• Work to be completed
Word for word, restate the lines from the start of the data below through the line containing "fn update(&mut self, id: RowId, old: &R, new: &R);".

(Dataset entries)
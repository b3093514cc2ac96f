//! Index trait definition for the tempo engine.

use alloc::vec::Vec;
use tempo_core::RowId;

/// Capability set shared by every index kind.
///
/// An index stores `RowId` handles keyed by fields it extracts from the
/// row itself; callers probe it with a row value whose key fields are
/// assigned (a default record with the key filled in). The owning table
/// routes every insert/remove/update through every index it carries, so
/// all indexes observe the same row set at all times.
pub trait TableIndex<R> {
    /// Adds a row to the index.
    fn insert(&mut self, id: RowId, row: &R);

    /// Removes a row from the index. `row` must be the stored value the
    /// index was last synchronised with.
    fn remove(&mut self, id: RowId, row: &R);

    /// Re-keys a row after a mutation. No-op when the key is unchanged.
    fn update(&mut self, id: RowId, old: &R, new: &R);

    /// Returns the first row matching the probe. For ordered indexes
    /// this is the match with the smallest rank.
    fn get(&self, probe: &R) -> Option<RowId>;

    /// Appends every row matching the probe to `hits`. Ordered indexes
    /// yield matches in ascending rank order.
    fn slice(&self, probe: &R, hits: &mut Vec<RowId>);

    /// Returns the number of rows in the index.
    fn len(&self) -> usize;

    /// Returns true if the index is empty.
    fn is_empty(&self) -> bool {
        self.len() == 0
    }

    /// Removes every entry.
    fn clear(&mut self);
}
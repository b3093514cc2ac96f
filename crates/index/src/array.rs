//! Direct-addressed index implementation.
//!
//! For tables whose primary key is dense (warehouse, district, customer,
//! item, stock), the key maps to an array slot computed from the key
//! fields and their fanouts. Lookup is a single bounds-checked load; no
//! collision handling exists or is needed.

use crate::traits::TableIndex;
use alloc::vec::Vec;
use core::marker::PhantomData;
use tempo_core::RowId;

/// A direct-addressed index over a dense integer key.
///
/// The slot extractor folds the 1-based key fields with their fanouts,
/// `Σ (field_i − 1) · Π(subsequent fanouts)`; capacity is the product of
/// all fanouts. Slot occupancy is one row; re-inserting a slot
/// overwrites.
pub struct ArrayIndex<R, F>
where
    F: Fn(&R) -> usize,
{
    slots: Vec<Option<RowId>>,
    slot_of: F,
    rows: usize,
    _rows: PhantomData<fn(&R)>,
}

impl<R, F> ArrayIndex<R, F>
where
    F: Fn(&R) -> usize,
{
    /// Creates an array index with `capacity` slots (the product of the
    /// key fanouts).
    pub fn new(capacity: usize, slot_of: F) -> Self {
        Self {
            slots: alloc::vec![None; capacity],
            slot_of,
            rows: 0,
            _rows: PhantomData,
        }
    }

    /// Returns the number of addressable slots.
    pub fn capacity(&self) -> usize {
        self.slots.len()
    }
}

impl<R, F> TableIndex<R> for ArrayIndex<R, F>
where
    F: Fn(&R) -> usize,
{
    fn insert(&mut self, id: RowId, row: &R) {
        let slot = (self.slot_of)(row);
        if self.slots[slot].replace(id).is_none() {
            self.rows += 1;
        }
    }

    fn remove(&mut self, id: RowId, row: &R) {
        let slot = (self.slot_of)(row);
        if self.slots[slot] == Some(id) {
            self.slots[slot] = None;
            self.rows -= 1;
        }
    }

    fn update(&mut self, id: RowId, old: &R, new: &R) {
        let old_slot = (self.slot_of)(old);
        let new_slot = (self.slot_of)(new);
        if old_slot != new_slot {
            self.remove(id, old);
            self.insert(id, new);
        }
    }

    fn get(&self, probe: &R) -> Option<RowId> {
        self.slots.get((self.slot_of)(probe)).copied().flatten()
    }

    fn slice(&self, probe: &R, hits: &mut Vec<RowId>) {
        if let Some(id) = self.get(probe) {
            hits.push(id);
        }
    }

    fn len(&self) -> usize {
        self.rows
    }

    fn clear(&mut self) {
        self.slots.fill(None);
        self.rows = 0;
    }
}
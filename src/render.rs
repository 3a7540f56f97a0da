use crate::types::PackingResult;

const MAX_WIDTH: f64 = 80.0;
const MAX_HEIGHT: f64 = 40.0;

/// Draws the `bin_width x total_height` envelope with every placement
/// outlined and labelled. Overflowing placements widen the canvas so they
/// stay visible.
pub fn render_packing(result: &PackingResult) -> String {
    let width = result
        .placements
        .iter()
        .map(|p| p.right())
        .fold(result.bin_width, u64::max);
    let height = result.total_height;
    if width == 0 || height == 0 {
        return String::new();
    }

    let scale = f64::min(MAX_WIDTH / width as f64, MAX_HEIGHT / height as f64);
    let cells = |v: u64| (v as f64 * scale).round() as usize;
    let grid_w = cells(result.bin_width);
    let grid_h = cells(height);
    if grid_w == 0 || grid_h == 0 {
        return String::new();
    }

    let mut grid = vec![vec![' '; cells(width) + 1]; grid_h + 1];

    // Bin outline first
    draw_rect(&mut grid, 0, 0, grid_w, grid_h);

    for p in &result.placements {
        let sx = cells(p.x);
        let sy = cells(p.y);
        let sw = cells(p.width);
        let sh = cells(p.height);

        if sw == 0 || sh == 0 {
            continue;
        }

        draw_rect(&mut grid, sx, sy, sw, sh);

        let label: Vec<char> = p.item().to_string().chars().collect();
        if sw > 2 && sh > 1 {
            let cx = sx + sw / 2;
            let cy = sy + sh / 2;
            let start_x = cx.saturating_sub(label.len() / 2);

            for (i, &ch) in label.iter().enumerate() {
                let x = start_x + i;
                if x > sx && x < sx + sw && cy > sy && cy < sy + sh {
                    grid[cy][x] = ch;
                }
            }
        }
    }

    let mut out = String::new();
    for row in &grid {
        let line: String = row.iter().collect();
        out.push_str(line.trim_end());
        out.push('\n');
    }
    out
}

fn draw_rect(grid: &mut [Vec<char>], x: usize, y: usize, w: usize, h: usize) {
    let rows = grid.len();
    let cols = match grid.first() {
        Some(row) => row.len(),
        None => return,
    };

    let mut mark = |r: usize, c: usize, edge: char| {
        if r >= rows || c >= cols {
            return;
        }
        let cell = &mut grid[r][c];
        *cell = match (*cell, edge) {
            ('+', _) => '+',
            ('|', '-') | ('-', '|') => '+',
            _ => edge,
        };
    };

    for c in x..=x + w {
        mark(y, c, '-');
        mark(y + h, c, '-');
    }
    for r in y..=y + h {
        mark(r, x, '|');
        mark(r, x + w, '|');
    }
    for (r, c) in [(y, x), (y, x + w), (y + h, x), (y + h, x + w)] {
        mark(r, c, '+');
    }
}
use serde::{Deserialize, Serialize};

/// One line of the input list: `quantity` identical rectangles.
///
/// Fields are signed so that malformed input survives deserialization and is
/// reported by validation instead.
#[derive(Debug, Clone, Copy, PartialEq, Eq, Hash, Serialize, Deserialize)]
pub struct ItemSpec {
    pub width: i64,
    pub height: i64,
    pub quantity: i64,
}

impl ItemSpec {
    pub fn new(width: i64, height: i64, quantity: i64) -> Self {
        Self {
            width,
            height,
            quantity,
        }
    }
}

/// A single validated rectangle.
#[derive(Debug, Clone, Copy, PartialEq, Eq, Hash)]
pub struct Item {
    pub width: u64,
    pub height: u64,
}

impl Item {
    pub fn new(width: u64, height: u64) -> Self {
        Self { width, height }
    }

    pub fn area(&self) -> u128 {
        u128::from(self.width) * u128::from(self.height)
    }
}

impl std::fmt::Display for Item {
    fn fmt(&self, f: &mut std::fmt::Formatter<'_>) -> std::fmt::Result {
        write!(f, "{}x{}", self.width, self.height)
    }
}

#[derive(Debug, Clone, Copy, PartialEq, Eq, Serialize, Deserialize)]
pub struct Placement {
    pub x: u64,
    pub y: u64,
    pub width: u64,
    pub height: u64,
    /// Set when the rectangle is wider than the bin (only under
    /// [`OverflowPolicy::Allow`]).
    #[serde(default, skip_serializing_if = "is_false")]
    pub overflows: bool,
}

fn is_false(b: &bool) -> bool {
    !*b
}

impl Placement {
    pub fn new(item: Item, x: u64, y: u64) -> Self {
        Self {
            x,
            y,
            width: item.width,
            height: item.height,
            overflows: false,
        }
    }

    pub fn item(&self) -> Item {
        Item::new(self.width, self.height)
    }

    pub fn right(&self) -> u64 {
        self.x.saturating_add(self.width)
    }

    pub fn bottom(&self) -> u64 {
        self.y.saturating_add(self.height)
    }
}

/// Input record as read from `algorithm_input.json`-style files.
#[derive(Debug, Clone, PartialEq, Eq, Serialize, Deserialize)]
pub struct PackingInput {
    #[serde(rename = "width_of_bin")]
    pub bin_width: i64,
    #[serde(default, skip_serializing_if = "Option::is_none")]
    pub number_of_rectangles: Option<i64>,
    #[serde(default, skip_serializing_if = "Option::is_none")]
    pub number_of_types_of_rectangles: Option<i64>,
    #[serde(default, skip_serializing_if = "Option::is_none")]
    pub autofill_option: Option<bool>,
    #[serde(rename = "rectangle_list")]
    pub items: Vec<ItemSpec>,
}

impl PackingInput {
    pub fn new(bin_width: i64, items: Vec<ItemSpec>) -> Self {
        Self {
            bin_width,
            number_of_rectangles: None,
            number_of_types_of_rectangles: None,
            autofill_option: None,
            items,
        }
    }

    /// Number of rectangles after expansion, ignoring negative quantities.
    pub fn item_count(&self) -> u64 {
        self.items
            .iter()
            .map(|s| u64::try_from(s.quantity).unwrap_or(0))
            .fold(0, u64::saturating_add)
    }
}

#[derive(Debug, Clone, PartialEq, Eq, Serialize, Deserialize)]
pub struct PackingResult {
    pub bin_width: u64,
    pub total_height: u64,
    pub placements: Vec<Placement>,
}

impl PackingResult {
    pub fn used_area(&self) -> u128 {
        self.placements
            .iter()
            .fold(0u128, |acc, p| acc.saturating_add(p.item().area()))
    }

    /// Unused share of the `bin_width x total_height` envelope, in percent.
    pub fn waste_percent(&self) -> f64 {
        let envelope = u128::from(self.bin_width) * u128::from(self.total_height);
        if envelope == 0 {
            return 0.0;
        }
        envelope.saturating_sub(self.used_area()) as f64 / envelope as f64 * 100.0
    }

    /// Number of distinct shelves. Every shelf has a non-zero height, so
    /// shelves are identified by their `y` offset.
    pub fn level_count(&self) -> usize {
        let mut ys: Vec<u64> = self.placements.iter().map(|p| p.y).collect();
        ys.sort_unstable();
        ys.dedup();
        ys.len()
    }

    pub fn has_overflow(&self) -> bool {
        self.placements.iter().any(|p| p.overflows)
    }
}

#[derive(Debug, Clone, Copy, PartialEq, Eq, Hash, Default, Serialize, Deserialize)]
#[serde(rename_all = "kebab-case")]
pub enum Strategy {
    /// Single column in input order, ignores the bin width.
    Naive,
    /// Next-Fit Decreasing Height.
    NextFit,
    /// First-Fit Decreasing Height.
    #[default]
    FirstFit,
}

impl Strategy {
    pub const ALL: [Strategy; 3] = [Strategy::Naive, Strategy::NextFit, Strategy::FirstFit];

    pub fn as_str(&self) -> &'static str {
        match self {
            Strategy::Naive => "naive",
            Strategy::NextFit => "next-fit",
            Strategy::FirstFit => "first-fit",
        }
    }
}

impl std::fmt::Display for Strategy {
    fn fmt(&self, f: &mut std::fmt::Formatter<'_>) -> std::fmt::Result {
        f.write_str(self.as_str())
    }
}

impl std::str::FromStr for Strategy {
    type Err = String;

    fn from_str(s: &str) -> Result<Self, Self::Err> {
        match s {
            "naive" | "bad" => Ok(Strategy::Naive),
            "next-fit" | "nfdh" => Ok(Strategy::NextFit),
            "first-fit" | "ffdh" => Ok(Strategy::FirstFit),
            _ => Err(format!(
                "invalid strategy '{}', expected: naive, next-fit, or first-fit",
                s
            )),
        }
    }
}

/// What to do with a rectangle wider than the bin.
#[derive(Debug, Clone, Copy, PartialEq, Eq, Hash, Default, Serialize, Deserialize)]
#[serde(rename_all = "kebab-case")]
pub enum OverflowPolicy {
    /// Fail validation before anything is placed.
    #[default]
    Reject,
    /// Give the rectangle a shelf of its own and flag the placement.
    Allow,
}
use std::path::{Path, PathBuf};

use clap::{Parser, Subcommand};
use shelf_packer::generate::{GenerateConfig, generate};
use shelf_packer::render;
use shelf_packer::{ItemSpec, OverflowPolicy, Packer, PackingInput, PackingResult, Strategy};
use tracing::Level;

#[derive(Parser)]
#[command(name = "shelf_packer", about = "Shelf-based strip packing of rectangles")]
struct Cli {
    /// Log engine decisions to stderr
    #[arg(short, long, global = true)]
    verbose: bool,

    #[command(subcommand)]
    command: Command,
}

#[derive(Subcommand)]
enum Command {
    /// Pack rectangles into levels of a fixed-width bin
    Pack(PackArgs),
    /// Write a random input file
    Generate(GenerateArgs),
    /// Render a previously saved packing result
    Show(ShowArgs),
}

#[derive(clap::Args)]
struct PackArgs {
    /// Input JSON file ({"width_of_bin": .., "rectangle_list": [..]})
    #[arg(long, conflicts_with_all = ["bin_width", "items"])]
    input: Option<PathBuf>,

    /// Bin width, when not reading an input file
    #[arg(long, requires = "items")]
    bin_width: Option<i64>,

    /// Rectangles as WxH:qty (e.g. 6x4:1 5x3:2)
    #[arg(long, num_args = 1.., requires = "bin_width")]
    items: Vec<String>,

    /// Strategy: naive, next-fit, or first-fit
    #[arg(long, default_value = "first-fit", value_parser = parse_strategy)]
    strategy: Strategy,

    /// Keep rectangles wider than the bin instead of rejecting them
    #[arg(long)]
    allow_overflow: bool,

    /// Output JSON file (default: stdout)
    #[arg(long)]
    output: Option<PathBuf>,

    /// Show ASCII layout of the bin
    #[arg(long)]
    layout: bool,

    /// Print height, level count and waste
    #[arg(long)]
    summary: bool,
}

#[derive(clap::Args)]
struct GenerateArgs {
    #[arg(long)]
    bin_width: u64,

    /// Number of distinct rectangle types
    #[arg(long)]
    types: u64,

    /// Total number of rectangles
    #[arg(long)]
    count: u64,

    #[arg(long, default_value_t = 1)]
    min_height: u64,

    #[arg(long)]
    max_height: u64,

    /// Seed for reproducible output
    #[arg(long)]
    seed: Option<u64>,

    /// Existing rectangles to keep, as WxH:qty
    #[arg(long, num_args = 1..)]
    items: Vec<String>,

    /// Output JSON file (default: stdout)
    #[arg(long)]
    output: Option<PathBuf>,
}

#[derive(clap::Args)]
struct ShowArgs {
    /// Result JSON file written by `pack`
    result: PathBuf,
}

fn parse_strategy(s: &str) -> Result<Strategy, String> {
    s.parse()
}

fn parse_item(s: &str) -> Result<ItemSpec, String> {
    let (dims, qty) = s
        .split_once(':')
        .ok_or_else(|| format!("invalid item '{}', expected WxH:qty", s))?;
    let (w, h) = dims
        .split_once('x')
        .ok_or_else(|| format!("invalid dimensions '{}', expected WxH", dims))?;
    let width = w
        .parse::<i64>()
        .map_err(|_| format!("invalid width in '{}'", s))?;
    let height = h
        .parse::<i64>()
        .map_err(|_| format!("invalid height in '{}'", s))?;
    let quantity = qty
        .parse::<i64>()
        .map_err(|_| format!("invalid quantity in '{}'", s))?;
    Ok(ItemSpec::new(width, height, quantity))
}

fn parse_items(items: &[String]) -> Result<Vec<ItemSpec>, String> {
    items.iter().map(|s| parse_item(s)).collect()
}

fn read_json<T: serde::de::DeserializeOwned>(path: &Path) -> Result<T, String> {
    let contents = std::fs::read_to_string(path)
        .map_err(|e| format!("cannot read {}: {}", path.display(), e))?;
    serde_json::from_str(&contents).map_err(|e| format!("invalid JSON in {}: {}", path.display(), e))
}

fn write_json<T: serde::Serialize>(value: &T, output: Option<&Path>) -> Result<(), String> {
    let json = serde_json::to_string_pretty(value).map_err(|e| e.to_string())?;
    match output {
        Some(path) => {
            std::fs::write(path, json)
                .map_err(|e| format!("cannot write {}: {}", path.display(), e))?;
            eprintln!("Saved to {}", path.display());
        }
        None => println!("{json}"),
    }
    Ok(())
}

fn run_pack(args: PackArgs) -> Result<(), String> {
    let input = match (&args.input, args.bin_width) {
        (Some(path), _) => read_json(path)?,
        (None, Some(bin_width)) => PackingInput::new(bin_width, parse_items(&args.items)?),
        (None, None) => return Err("either --input or --bin-width with --items is required".into()),
    };

    let overflow = if args.allow_overflow {
        OverflowPolicy::Allow
    } else {
        OverflowPolicy::Reject
    };
    let result = Packer::new(args.strategy)
        .with_overflow_policy(overflow)
        .pack(&input)
        .map_err(|e| e.to_string())?;

    if result.has_overflow() {
        tracing::warn!("some rectangles are wider than the bin");
    }

    write_json(&result, args.output.as_deref())?;

    if args.layout {
        eprint!("{}", render::render_packing(&result));
    }
    if args.summary {
        eprintln!("{} ({})", summary(&result), args.strategy);
    }
    Ok(())
}

fn summary(result: &PackingResult) -> String {
    format!(
        "Summary: total height {}, {} rectangle{} on {} level{}, {:.1}% waste",
        result.total_height,
        result.placements.len(),
        if result.placements.len() == 1 { "" } else { "s" },
        result.level_count(),
        if result.level_count() == 1 { "" } else { "s" },
        result.waste_percent(),
    )
}

fn run_show(args: ShowArgs) -> Result<(), String> {
    let result: PackingResult = read_json(&args.result)?;
    for (i, p) in result.placements.iter().enumerate() {
        let flag = if p.overflows { " [overflow]" } else { "" };
        println!("  {:>3}: {} @ ({}, {}){}", i + 1, p.item(), p.x, p.y, flag);
    }
    print!("{}", render::render_packing(&result));
    println!("{}", summary(&result));
    Ok(())
}

fn run_generate(args: GenerateArgs) -> Result<(), String> {
    let seed = args.seed.unwrap_or_else(rand::random);
    eprintln!("Seed: {seed}");
    let config = GenerateConfig {
        bin_width: args.bin_width,
        types: args.types,
        count: args.count,
        min_height: args.min_height,
        max_height: args.max_height,
        seed: Some(seed),
    };
    let seeds = parse_items(&args.items)?;
    let input = generate(&config, &seeds).map_err(|e| e.to_string())?;
    write_json(&input, args.output.as_deref())
}

fn main() {
    let cli = Cli::parse();

    tracing_subscriber::fmt()
        .with_writer(std::io::stderr)
        .with_target(false)
        .with_max_level(if cli.verbose { Level::DEBUG } else { Level::WARN })
        .init();

    let outcome = match cli.command {
        Command::Pack(args) => run_pack(args),
        Command::Generate(args) => run_generate(args),
        Command::Show(args) => run_show(args),
    };

    if let Err(e) = outcome {
        eprintln!("Error: {}", e);
        std::process::exit(1);
    }
}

• Answer box
repository b3093514cc2ac96f
//! Index trait definition for the tempo engine.

use alloc::vec::Vec;
use tempo_core::RowId;

/// Capability set shared by every index kind.
///
/// An index stores `RowId` handles keyed by fields it extracts from the
/// row itself; callers probe it with a row value whose key fields are
/// assigned (a default record with the key filled in). The owning table
/// routes every insert/remove/update through every index it carries, so
/// all indexes observe the same row set at all times.
pub trait TableIndex<R> {
    /// Adds a row to the index.
    fn insert(&mut self, id: RowId, row: &R);

    /// Removes a row from the index. `row` must be the stored value the
    /// index was last synchronised with.
    fn remove(&mut self, id: RowId, row: &R);

    /// Re-keys a row after a mutation. No-op when the key is unchanged.
    fn update(&mut self, id: RowId, old: &R, new: &R);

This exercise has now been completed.